··· Records for the task

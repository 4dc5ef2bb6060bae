//! LLM request/response types
//!
//! These types match the OpenAI-compatible chat completions format.

use serde::{Deserialize, Serialize};

/// Role of a message in a conversation
#[derive(Debug, Clone, Copy, PartialEq, Eq, Serialize, Deserialize)]
#[serde(rename_all = "lowercase")]
pub enum MessageRole {
    /// System message (instructions/context)
    System,
    /// User message (human input)
    User,
    /// Assistant message (LLM response)
    Assistant,
}

impl std::fmt::Display for MessageRole {
    fn fmt(&self, f: &mut std::fmt::Formatter<'_>) -> std::fmt::Result {
        match self {
            MessageRole::System => write!(f, "system"),
            MessageRole::User => write!(f, "user"),
            MessageRole::Assistant => write!(f, "assistant"),
        }
    }
}

/// A message in a conversation
#[derive(Debug, Clone, Serialize, Deserialize)]
pub struct Message {
    /// Role of the message sender
    pub role: MessageRole,
    /// Content of the message
    pub content: String,
}

impl Message {
    /// Create a new message
    pub fn new(role: MessageRole, content: impl Into<String>) -> Self {
        Self {
            role,
            content: content.into(),
        }
    }

    /// Create a system message
    pub fn system(content: impl Into<String>) -> Self {
        Self::new(MessageRole::System, content)
    }

    /// Create a user message
    pub fn user(content: impl Into<String>) -> Self {
        Self::new(MessageRole::User, content)
    }

    /// Create an assistant message
    pub fn assistant(content: impl Into<String>) -> Self {
        Self::new(MessageRole::Assistant, content)
    }
}

/// Constrains the completion output format
#[derive(Debug, Clone, Serialize)]
pub struct ResponseFormat {
    /// Format identifier, e.g. "json_object"
    #[serde(rename = "type")]
    pub format_type: String,
}

impl ResponseFormat {
    /// Force the model to emit a single valid JSON object
    pub fn json_object() -> Self {
        Self {
            format_type: "json_object".to_string(),
        }
    }
}

/// Request body for chat completions
#[derive(Debug, Clone, Serialize)]
pub struct ChatRequest {
    /// Model identifier (e.g. "gpt-4o-mini")
    pub model: String,
    /// List of messages in the conversation
    pub messages: Vec<Message>,
    /// Sampling temperature (0.0 to 2.0)
    #[serde(skip_serializing_if = "Option::is_none")]
    pub temperature: Option<f32>,
    /// Maximum tokens to generate
    #[serde(skip_serializing_if = "Option::is_none")]
    pub max_tokens: Option<usize>,
    /// Output format constraint
    #[serde(skip_serializing_if = "Option::is_none")]
    pub response_format: Option<ResponseFormat>,
}

impl ChatRequest {
    /// Create a new chat request with required fields
    pub fn new(model: impl Into<String>, messages: Vec<Message>) -> Self {
        Self {
            model: model.into(),
            messages,
            temperature: None,
            max_tokens: None,
            response_format: None,
        }
    }

    /// Set the temperature
    pub fn with_temperature(mut self, temperature: f32) -> Self {
        self.temperature = Some(temperature);
        self
    }

    /// Set max tokens
    pub fn with_max_tokens(mut self, max_tokens: usize) -> Self {
        self.max_tokens = Some(max_tokens);
        self
    }

    /// Pin the response to JSON-object format
    pub fn with_json_response(mut self) -> Self {
        self.response_format = Some(ResponseFormat::json_object());
        self
    }
}

/// Token usage information from the API response
#[derive(Debug, Clone, Deserialize)]
pub struct Usage {
    /// Number of tokens in the prompt
    pub prompt_tokens: u32,
    /// Number of tokens in the completion
    pub completion_tokens: u32,
    /// Total tokens used
    #[serde(default)]
    pub total_tokens: u32,
}

/// Reason for completion finishing
#[derive(Debug, Clone, PartialEq, Eq, Deserialize)]
#[serde(rename_all = "snake_case")]
pub enum FinishReason {
    /// Natural stop (end of response)
    Stop,
    /// Max tokens reached
    Length,
    /// Content filtered by safety system
    ContentFilter,
    /// Unknown reason (catch-all)
    #[serde(other)]
    Unknown,
}

/// A single completion choice from the API response
#[derive(Debug, Clone, Deserialize)]
pub struct Choice {
    /// Index of this choice
    pub index: usize,
    /// The generated message
    pub message: Message,
    /// Reason the generation stopped
    pub finish_reason: Option<FinishReason>,
}

/// Response from the chat completions API
#[derive(Debug, Clone, Deserialize)]
pub struct ChatResponse {
    /// Unique identifier for this completion
    pub id: String,
    /// Model used for the completion
    pub model: String,
    /// List of completion choices
    pub choices: Vec<Choice>,
    /// Token usage information
    pub usage: Option<Usage>,
}

/// Simplified response returned by the LLM client
#[derive(Debug, Clone)]
pub struct LlmResponse {
    /// The generated content
    pub content: String,
    /// Model that generated the response
    pub model: String,
    /// Total tokens used (input + output)
    pub tokens_used: u32,
    /// Reason for stopping
    pub finish_reason: FinishReason,
}

impl LlmResponse {
    /// Create a new LLM response from API response
    pub fn from_chat_response(response: ChatResponse) -> Option<Self> {
        let choice = response.choices.first()?;
        let usage = response.usage.as_ref();

        Some(Self {
            content: choice.message.content.clone(),
            model: response.model,
            tokens_used: usage.map(|u| u.total_tokens).unwrap_or(0),
            finish_reason: choice
                .finish_reason
                .clone()
                .unwrap_or(FinishReason::Unknown),
        })
    }
}
//! Canonical matching
//!
//! Exact structural match of a normalized record against the canonical
//! store. The predicate is brand + product type + pack quantity + pack
//! size, all exact; `uom` is deliberately excluded and carried for
//! display only. That is a known precision gap: two products identical
//! on the predicate but differing in unit collide as Ambiguous rather
//! than silently mis-matching. The matcher never guesses among
//! candidates and never accepts a partial match.

use std::sync::Arc;

use serde::Serialize;
use tracing::info;

use crate::catalog::{CanonicalProduct, NormalizedAttributes};
use crate::error::Result;
use crate::store::CatalogStore;

/// Terminal result of a match attempt
///
/// All three are valid outcomes, not errors: Ambiguous and NoMatch require
/// human judgment and must stay distinguishable from hard failures.
#[derive(Debug, Clone, PartialEq, Serialize)]
#[serde(tag = "outcome", rename_all = "snake_case")]
pub enum MatchOutcome {
    /// Exactly one canonical product satisfied the predicate
    Matched { product: CanonicalProduct },
    /// Two or more candidates satisfied the predicate: a data-quality
    /// problem in the canonical store, surfaced for human attention
    Ambiguous { candidates: Vec<CanonicalProduct> },
    /// No canonical product satisfied the predicate
    NoMatch,
}

impl MatchOutcome {
    pub fn is_matched(&self) -> bool {
        matches!(self, Self::Matched { .. })
    }
}

/// Deterministic matcher over a catalog store
#[derive(Clone)]
pub struct Matcher {
    store: Arc<dyn CatalogStore>,
}

impl Matcher {
    pub fn new(store: Arc<dyn CatalogStore>) -> Self {
        Self { store }
    }

    /// Match a normalized record against the canonical store
    ///
    /// Records with an empty product type or missing pack fields cannot
    /// satisfy exact equality and short-circuit to `NoMatch` without a
    /// store round-trip.
    pub async fn resolve(&self, record: &NormalizedAttributes) -> Result<MatchOutcome> {
        if record.product_type.is_empty() {
            return Ok(MatchOutcome::NoMatch);
        }
        let (Some(pack_quantity), Some(pack_size)) = (record.pack_quantity, record.pack_size)
        else {
            return Ok(MatchOutcome::NoMatch);
        };

        let mut candidates = self
            .store
            .find_match(&record.brand, &record.product_type, pack_quantity, pack_size)
            .await?;

        info!(
            brand = %record.brand,
            product_type = %record.product_type,
            candidates = candidates.len(),
            "Canonical lookup complete"
        );

        Ok(if candidates.is_empty() {
            MatchOutcome::NoMatch
        } else if candidates.len() == 1 {
            MatchOutcome::Matched {
                product: candidates.remove(0),
            }
        } else {
            MatchOutcome::Ambiguous { candidates }
        })
    }
}

#[cfg(test)]
mod tests {
    use super::*;
    use crate::store::MemoryStore;
    use rust_decimal::Decimal;

    fn dec(s: &str) -> Decimal {
        s.parse().unwrap()
    }

    fn product(id: i64, brand: &str, product_type: &str, qty: i64, size: &str) -> CanonicalProduct {
        CanonicalProduct {
            id,
            description: format!("{} {} {}/{}LB", product_type, brand, qty, size),
            brand: brand.to_string(),
            product_type: product_type.to_string(),
            pack_quantity: qty,
            pack_size: dec(size),
            uom: "LB".to_string(),
        }
    }

    fn record(brand: &str, product_type: &str, qty: Option<i64>, size: Option<&str>) -> NormalizedAttributes {
        NormalizedAttributes {
            brand: brand.to_string(),
            brand_confidence: 100,
            product_type: product_type.to_string(),
            pack_quantity: qty,
            pack_size: size.map(|s| dec(s)),
            uom: Some("LB".to_string()),
        }
    }

    #[tokio::test]
    async fn test_single_candidate_is_matched() {
        let store = Arc::new(MemoryStore::with_products(vec![product(
            7669,
            "Driscoll's",
            "Strawberry",
            8,
            "1.0",
        )]));
        let matcher = Matcher::new(store);

        let outcome = matcher
            .resolve(&record("Driscoll's", "Strawberry", Some(8), Some("1.0")))
            .await
            .unwrap();

        match outcome {
            MatchOutcome::Matched { product } => assert_eq!(product.id, 7669),
            other => panic!("expected match, got {:?}", other),
        }
    }

    #[tokio::test]
    async fn test_duplicate_tuples_are_ambiguous() {
        // Identical brand/type/qty/size under different ids
        let store = Arc::new(MemoryStore::with_products(vec![
            product(1, "Driscoll's", "Strawberry", 8, "1.0"),
            product(2, "Driscoll's", "Strawberry", 8, "1.0"),
        ]));
        let matcher = Matcher::new(store);

        let outcome = matcher
            .resolve(&record("Driscoll's", "Strawberry", Some(8), Some("1.0")))
            .await
            .unwrap();

        match outcome {
            MatchOutcome::Ambiguous { candidates } => assert_eq!(candidates.len(), 2),
            other => panic!("expected ambiguous, got {:?}", other),
        }
    }

    #[tokio::test]
    async fn test_unknown_type_is_no_match() {
        let store = Arc::new(MemoryStore::with_products(vec![product(
            1,
            "Driscoll's",
            "Strawberry",
            8,
            "1.0",
        )]));
        let matcher = Matcher::new(store);

        let outcome = matcher
            .resolve(&record("Driscoll's", "Dragonfruit", Some(8), Some("1.0")))
            .await
            .unwrap();
        assert_eq!(outcome, MatchOutcome::NoMatch);
    }

    #[tokio::test]
    async fn test_empty_type_short_circuits() {
        let store = Arc::new(MemoryStore::with_products(vec![product(
            1,
            "Driscoll's",
            "Strawberry",
            8,
            "1.0",
        )]));
        let matcher = Matcher::new(store);

        let outcome = matcher
            .resolve(&record("Driscoll's", "", Some(8), Some("1.0")))
            .await
            .unwrap();
        assert_eq!(outcome, MatchOutcome::NoMatch);
    }

    #[tokio::test]
    async fn test_missing_pack_fields_are_no_match() {
        let store = Arc::new(MemoryStore::with_products(vec![product(
            1,
            "Driscoll's",
            "Strawberry",
            8,
            "1.0",
        )]));
        let matcher = Matcher::new(store);

        let outcome = matcher
            .resolve(&record("Driscoll's", "Strawberry", None, Some("1.0")))
            .await
            .unwrap();
        assert_eq!(outcome, MatchOutcome::NoMatch);
    }

    #[tokio::test]
    async fn test_resolution_is_deterministic() {
        let store = Arc::new(MemoryStore::with_products(vec![product(
            7669,
            "Driscoll's",
            "Strawberry",
            8,
            "1.0",
        )]));
        let matcher = Matcher::new(store);
        let rec = record("Driscoll's", "Strawberry", Some(8), Some("1.0"));

        let first = matcher.resolve(&rec).await.unwrap();
        let second = matcher.resolve(&rec).await.unwrap();
        assert_eq!(first, second);
    }
}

······

• [Task details] Quote every line of the records above, from the first down to the one holding "fn fmt(&self, f: &mut", exactly as written.

• [Answer to this problem]
repository 4dc5ef2bb6060bae
//! LLM request/response types
//!
//! These types match the OpenAI-compatible chat completions format.

use serde::{Deserialize, Serialize};

/// Role of a message in a conversation
#[derive(Debug, Clone, Copy, PartialEq, Eq, Serialize, Deserialize)]
#[serde(rename_all = "lowercase")]
pub enum MessageRole {
    /// System message (instructions/context)
    System,
    /// User message (human input)
    User,
    /// Assistant message (LLM response)
    Assistant,
}

impl std::fmt::Display for MessageRole {
    fn fmt(&self, f: &mut std::fmt::Formatter<'_>) -> std::fmt::Result {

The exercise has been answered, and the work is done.